Overlay of Cad patterns, with summary statistics and trends. A–C: Cleavage cycle 13 pattern. A: Overlay of anteroposterior (AP) profiles, for 47 embryos. B: Mean positions, at select intensities, with one standard deviation error bars. C: Plot of these standard deviations against AP position. Like Bcd, Cad shows a rise in positional errors toward the posterior. D–F: Early cleavage cycle 14 (T1–2). D: Overlay of AP profiles, for 43 embryos. E: Mean positions, at select intensities, with one standard deviation error bars. F: Plot of these standard deviations against AP position. The posteriorly rising trend in positional errors increases from cycle 13. Bcd is a translational repressor of Cad: the change between C and F may reflect the sustained effects of Bcd’s greater variability toward the posterior.

Fig. 4

Eve patterns, over time, with summary statistics and trends. A–C: cleavage cycle 13. A: Overlay of anteroposterior (AP) profiles for 93 embryos. B: Mean positions, at select intensities, with one standard deviation error bars.
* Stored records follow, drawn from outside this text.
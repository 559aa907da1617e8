//! WebSocket transport adapter for the event broadcaster.
//!
//! Each accepted connection becomes one broadcaster subscriber; events flow
//! out as one JSON object per text message. Delivery is fire-and-forget and
//! reconnection is the client's responsibility.

use std::net::SocketAddr;
use std::sync::Arc;

use futures_util::{SinkExt, StreamExt};
use tokio::net::{TcpListener, TcpStream};
use tokio_tungstenite::{accept_async, tungstenite::Message};
use tracing::{debug, info, warn};

use crate::broadcast::Broadcaster;
use crate::error::Result;

/// Bind `addr` and serve subscribers until the task is dropped.
pub async fn serve(addr: &str, broadcaster: Arc<Broadcaster>) -> Result<()> {
    let listener = TcpListener::bind(addr).await?;
    info!(addr = %listener.local_addr()?, "WebSocket feed listening");
    serve_on(listener, broadcaster).await
}

/// Accept-loop over an already-bound listener (lets tests bind port 0).
pub async fn serve_on(listener: TcpListener, broadcaster: Arc<Broadcaster>) -> Result<()> {
    loop {
        let (stream, peer) = listener.accept().await?;
        tokio::spawn(handle_connection(stream, peer, Arc::clone(&broadcaster)));
    }
}

async fn handle_connection(stream: TcpStream, peer: SocketAddr, broadcaster: Arc<Broadcaster>) {
    let mut ws = match accept_async(stream).await {
        Ok(ws) => ws,
        Err(error) => {
            warn!(%peer, %error, "WebSocket handshake failed");
            return;
        }
    };

    let mut subscription = broadcaster.subscribe();
    info!(%peer, subscriber = %subscription.id, "Subscriber connected");

    loop {
        tokio::select! {
            event = subscription.receiver.recv() => {
                match event {
                    Some(json) => {
                        // At-most-once: a failed send ends the subscription.
                        if ws.send(Message::Text(json)).await.is_err() {
                            break;
                        }
                    }
                    None => break,
                }
            }
            incoming = ws.next() => {
                match incoming {
                    Some(Ok(Message::Ping(data))) => {
                        if ws.send(Message::Pong(data)).await.is_err() {
                            break;
                        }
                    }
                    Some(Ok(Message::Close(_))) | None => break,
                    // The feed is one-way; anything a subscriber says is ignored.
                    Some(Ok(_)) => {}
                    Some(Err(error)) => {
                        debug!(%peer, %error, "WebSocket error");
                        break;
                    }
                }
            }
        }
    }

    broadcaster.unsubscribe(subscription.id);
    info!(%peer, subscriber = %subscription.id, "Subscriber disconnected");
}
C: Plot of these standard deviations against AP position. At this stage, both anterior and posterior error trends are comparable to Bcd (cf. Fig. 2C; Table 1, 2nd row). D–F: Early cycle 14 (T1) Eve pattern. D: Overlay of AP profiles for 101 embryos. E: Mean positions, at select intensities, with one standard deviation error bars. F: Plot of these standard deviations against AP position. The posterior error trend is still comparable to Bcd’s (Fig. 2A–C), but the anterior (20–30 percent egg length [%EL]) of the early Eve peak is becoming much more precise. G–I: Mature (late cycle 14A, T7) Eve segmentation pattern. G: Overlay of AP profiles for 96 embryos. H: Mean positions, for selected intensities, with one standard deviation error bars. I: Plot of these standard deviations against AP position. These errors are much lower than Bcd’s, and no longer have a posteriorly rising trend, pointing toward a divergence of maternal positional specification and zygotic segmentation patterning over cycle 14A. Note: H and I show positional errors calculated with 94, 95, or 96 of the embryos, to show positional errors along all stripe borders. See Supplementary Figure S4 for the same plots with all 96 embryos: not as many positional errors can be calculated, but the trends are the same.

Fig. 5

Spatial scaling. A,B: Eve staining on two embryos in later cycle 14A (T6), on the same spatial scale. A is 468 μm long (white bar, 50 μm), B is 555 μm long. C: The Eve and Bcd patterns in these embryos are shown, in absolute units (μm). D: The same patterns, in relative units (percent egg length [%EL]). Long embryo: Bcd, red; Eve, green. Short embryo: Bcd, blue; Eve, magenta. Bcd patterns are similar (precise) in absolute units, whereas Eve patterns are similar (precise) in relative units. The absolute scale for Bcd likely reflects its establishment by diffusion and degradation, while the relative scale for Eve suggests that zygotic patterning involves feedback with egg size. This is an example for one pair of embryos: see text for statistics on 17 embryos of the same time class.

Fig. 6

Eve position increasingly correlates with egg length (becomes more precise in relative units). A: Cycle 13, Eve peak 1 position vs. egg length (both in μm), R = 0.55. B: Cycle 14, T1, R = 0.81. C: Cycle 14, T2, R = 0.87. Scatterplots later in cycle 14 are comparable to T2.